Greenpeace Netherlands’ Dewi Zloch stated that the activists want “fewer aircraft, more trains, and a ban on unneeded short-haul flights and private jets.”

According to military police, several demonstrators were dragged away for being on airport premises without authorization.

In response to Greenpeace’s open letter, Schiphol’s new CEO, Ruud Sondag, stated that the airport aims to be an “emissions-free airport by 2030 and net climate-neutral aviation by 2050.” And we have a responsibility to lead the way in that,” he said, admitting that it needed to happen faster.

More than 120 international leaders will attend this year’s United Nations climate talks, which begin on Sunday in the Red Sea beachfront resort of Sharm el-Sheikh.
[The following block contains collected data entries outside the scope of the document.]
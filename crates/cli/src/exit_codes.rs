//! CLI Exit Code Registry
//!
//! Single source of truth for `apfleet` exit codes. Scripts and schedulers
//! branch on these, so existing values never change meaning.
//!
//! # Exit Codes
//!
//! | Code | Meaning                                                   |
//! |------|-----------------------------------------------------------|
//! | 0    | Success (every device exported)                           |
//! | 1    | General error (unspecified)                               |
//! | 2    | Usage error (bad args, missing hosts file, no credentials) |
//! | 3    | Partial: at least one device failed, at least one worked  |
//! | 4    | Every device failed                                       |
//! | 5    | I/O error outside the per-device loop                     |
//! | 6    | Field catalogue missing, malformed or invalid             |
//!
//! Per-device failures never surface as 1/5; they are folded into 3 or 4
//! and detailed in the run summary.

use apfleet_cli::orchestrator::RunReport;

pub const EXIT_SUCCESS: u8 = 0;

/// Avoid; prefer a specific code.
pub const EXIT_ERROR: u8 = 1;

pub const EXIT_USAGE: u8 = 2;

pub const EXIT_PARTIAL: u8 = 3;

pub const EXIT_ALL_FAILED: u8 = 4;

pub const EXIT_IO: u8 = 5;

pub const EXIT_CATALOGUE: u8 = 6;

/// Exit code for a finished run.
pub fn run_exit_code(report: &RunReport) -> u8 {
    if report.all_failed() {
        EXIT_ALL_FAILED
    } else if report.failed > 0 {
        EXIT_PARTIAL
    } else {
        EXIT_SUCCESS
    }
}
use std::collections::BTreeMap;

use serde::Serialize;

// ---------------------------------------------------------------------------
// Input
// ---------------------------------------------------------------------------

/// One entity as reported by one command's parsed output.
#[derive(Debug, Clone, PartialEq, Eq)]
pub struct StructuredRecord {
    pub source_tag: String,
    pub entity_key: String,
    pub fields: BTreeMap<String, String>,
}

impl StructuredRecord {
    pub fn new(source_tag: impl Into<String>, entity_key: impl Into<String>) -> Self {
        Self {
            source_tag: source_tag.into(),
            entity_key: entity_key.into(),
            fields: BTreeMap::new(),
        }
    }

    pub fn with_field(mut self, name: impl Into<String>, value: impl Into<String>) -> Self {
        self.fields.insert(name.into(), value.into());
        self
    }

    pub fn set(&mut self, name: impl Into<String>, value: impl Into<String>) {
        self.fields.insert(name.into(), value.into());
    }
}

/// All records produced for one source, in parser order.
#[derive(Debug, Clone, Default)]
pub struct SourceRecords {
    pub tag: String,
    pub records: Vec<StructuredRecord>,
}

impl SourceRecords {
    pub fn new(tag: impl Into<String>, records: Vec<StructuredRecord>) -> Self {
        Self {
            tag: tag.into(),
            records,
        }
    }

    /// A source that contributed nothing (parse failure, command not run).
    pub fn empty(tag: impl Into<String>) -> Self {
        Self::new(tag, Vec::new())
    }
}

// ---------------------------------------------------------------------------
// Output
// ---------------------------------------------------------------------------

/// The merged row for one entity. Holds a value for every schema column.
#[derive(Debug, Clone, PartialEq, Eq, Serialize)]
pub struct UnifiedRecord {
    pub entity_key: String,
    pub fields: BTreeMap<String, String>,
    /// Tags of the sources that reported this entity, in priority order.
    pub sources: Vec<String>,
}

impl UnifiedRecord {
    /// Field value, or `""` when the field was never resolved.
    pub fn get(&self, field: &str) -> &str {
        self.fields.get(field).map(String::as_str).unwrap_or("")
    }

    /// Re-express this row as a record of a single source.
    pub fn to_structured(&self, source_tag: &str) -> StructuredRecord {
        StructuredRecord {
            source_tag: source_tag.to_string(),
            entity_key: self.entity_key.clone(),
            fields: self.fields.clone(),
        }
    }
}

#[derive(Debug, Clone, PartialEq, Eq, Serialize)]
pub struct SourceCount {
    pub tag: String,
    pub records: usize,
}

/// Result of [`crate::reconcile`].
#[derive(Debug, Clone, Default, Serialize)]
pub struct Reconciliation {
    /// One row per distinct entity key, in first-seen order.
    pub records: Vec<UnifiedRecord>,
    /// Records dropped because their entity key was empty.
    pub malformed: usize,
    /// Accepted records per source, in priority order.
    pub source_counts: Vec<SourceCount>,
    /// Field names seen in the input but not declared in the schema.
    pub undeclared_fields: Vec<String>,
}

impl Reconciliation {
    pub fn entity_count(&self) -> usize {
        self.records.len()
    }

    /// The reconciled rows as a single source, e.g. to reconcile them again.
    pub fn as_source(&self, tag: &str) -> SourceRecords {
        SourceRecords::new(
            tag,
            self.records.iter().map(|r| r.to_structured(tag)).collect(),
        )
    }
}
//! Structured parsers: raw controller output → [`StructuredRecord`]s.
//!
//! Each supported command has its own module. [`CommandParser`] picks one by
//! the command text. Parsers emit only catalogue field names; the entity key
//! (AP name) goes in `entity_key`, not in `fields`.

mod ap_summary;
mod cdp_neighbors;
mod meraki_monitoring;

use std::fmt;

use apfleet_recon::StructuredRecord;

pub const SHOW_AP_SUMMARY: &str = "show ap summary";
pub const SHOW_AP_CDP_NEIGHBORS: &str = "show ap cdp neighbors";
pub const SHOW_AP_MERAKI_MONITORING: &str = "show ap meraki monitoring summary";

#[derive(Debug, Clone, PartialEq, Eq)]
pub enum ParseError {
    /// No parser exists for this command.
    UnsupportedCommand(String),
    /// Output has neither the expected table header nor any rows.
    Unrecognized { command: String, reason: String },
}

impl fmt::Display for ParseError {
    fn fmt(&self, f: &mut fmt::Formatter<'_>) -> fmt::Result {
        match self {
            ParseError::UnsupportedCommand(cmd) => write!(f, "no parser for '{}'", cmd),
            ParseError::Unrecognized { command, reason } => {
                write!(f, "unrecognized '{}' output: {}", command, reason)
            }
        }
    }
}

impl std::error::Error for ParseError {}

pub trait StructuredParser {
    fn parse(
        &self,
        source_tag: &str,
        command: &str,
        output: &str,
    ) -> Result<Vec<StructuredRecord>, ParseError>;
}

/// Parses IOS-XE wireless controller output for the built-in commands.
#[derive(Debug, Clone, Copy, Default)]
pub struct CommandParser;

impl CommandParser {
    pub fn supports(command: &str) -> bool {
        matches!(
            normalize(command).as_str(),
            SHOW_AP_SUMMARY | SHOW_AP_CDP_NEIGHBORS | SHOW_AP_MERAKI_MONITORING
        )
    }
}

impl StructuredParser for CommandParser {
    fn parse(
        &self,
        source_tag: &str,
        command: &str,
        output: &str,
    ) -> Result<Vec<StructuredRecord>, ParseError> {
        let parsed = match normalize(command).as_str() {
            SHOW_AP_SUMMARY => ap_summary::parse(source_tag, output),
            SHOW_AP_CDP_NEIGHBORS => cdp_neighbors::parse(source_tag, output),
            SHOW_AP_MERAKI_MONITORING => meraki_monitoring::parse(source_tag, output),
            _ => return Err(ParseError::UnsupportedCommand(command.to_string())),
        };
        parsed.ok_or_else(|| ParseError::Unrecognized {
            command: command.to_string(),
            reason: describe_unrecognized(output),
        })
    }
}

/// Lowercase, single-spaced.
fn normalize(command: &str) -> String {
    command
        .split_whitespace()
        .collect::<Vec<_>>()
        .join(" ")
        .to_lowercase()
}

fn describe_unrecognized(output: &str) -> String {
    if output.trim().is_empty() {
        return "empty output".into();
    }
    output
        .lines()
        .map(str::trim)
        .find(|l| l.starts_with('%'))
        .map(|l| format!("device reported \"{l}\""))
        .unwrap_or_else(|| "no table header found".into())
}

// ---------------------------------------------------------------------------
// Table helpers shared by the command parsers
// ---------------------------------------------------------------------------

/// Lines after the table header (and its dashed rule), or `None` when no
/// line satisfies `is_header`.
pub(crate) fn table_body<'a>(
    output: &'a str,
    is_header: impl Fn(&str) -> bool,
) -> Option<(&'a str, Vec<&'a str>)> {
    let lines: Vec<&str> = output.lines().collect();
    let header_idx = lines.iter().position(|l| is_header(l.trim()))?;
    let body = lines[header_idx + 1..]
        .iter()
        .copied()
        .skip_while(|l| is_rule(l))
        .collect();
    Some((lines[header_idx], body))
}

fn is_rule(line: &str) -> bool {
    let t = line.trim();
    !t.is_empty() && t.chars().all(|c| c == '-')
}

/// Dotted-quad MAC as printed by IOS-XE (`a4b2.3c4d.5e6f`).
pub(crate) const MAC: &str = r"[0-9a-fA-F]{4}\.[0-9a-fA-F]{4}\.[0-9a-fA-F]{4}";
Thorny issues on the agenda for the Nov. 6-18 negotiations include further reducing greenhouse gas emissions and increasing financial aid to impoverished countries dealing with the effects of climate change.

Egypt is facing a storm of criticism as it prepares to host the COP27 climate meeting beginning Sunday, which rights groups claim is a crackdown on protestors and activists.

Climate Activists

After Egyptian dissidents abroad called for protests against President Abdel Fattah el-Sisi on November 11, during the United Nations climate conference, rights groups accused the Egyptian authorities of arbitrarily detaining activists.

Human rights organizations claim that security officers have set up checkpoints on Cairo streets, stopping people and examining their phones for anything relevant to the scheduled protests.

According to the Egyptian Commission for Rights and Freedoms (ECRF), an NGO, 93 climate activists have been imprisoned in Egypt in recent days.

According to national security prosecution investigations, several arrested allegedly sent demonstration footage using social chat applications.

Some were also accused of using social media inappropriately, distributing false information, and joining terrorist organizations, a repressive allegation regularly employed by the state establishment against climate activists.

Human Rights Watch, Amnesty International, Friends of the Earth, and many other organizations have all spoken out in support of the arrested climate activists.

Climate Activists

Climate Activists have flung tomato soup, scattered potatoes, and even attached themselves to iconic paintings in recent weeks.

The climate activists stated that their activities were intended to draw attention to the use of fossil fuels and the global environmental catastrophe.

Last month, two activists spilled tomato soup on Vincent van Gogh’s Sunflowers at London’s National Gallery.

“Which is more valuable, art or life?” the two activists posed to others in the gallery. “Is it more valuable than food?” More than just justice? “Do you care more about preserving a picture or preserving our world and people?”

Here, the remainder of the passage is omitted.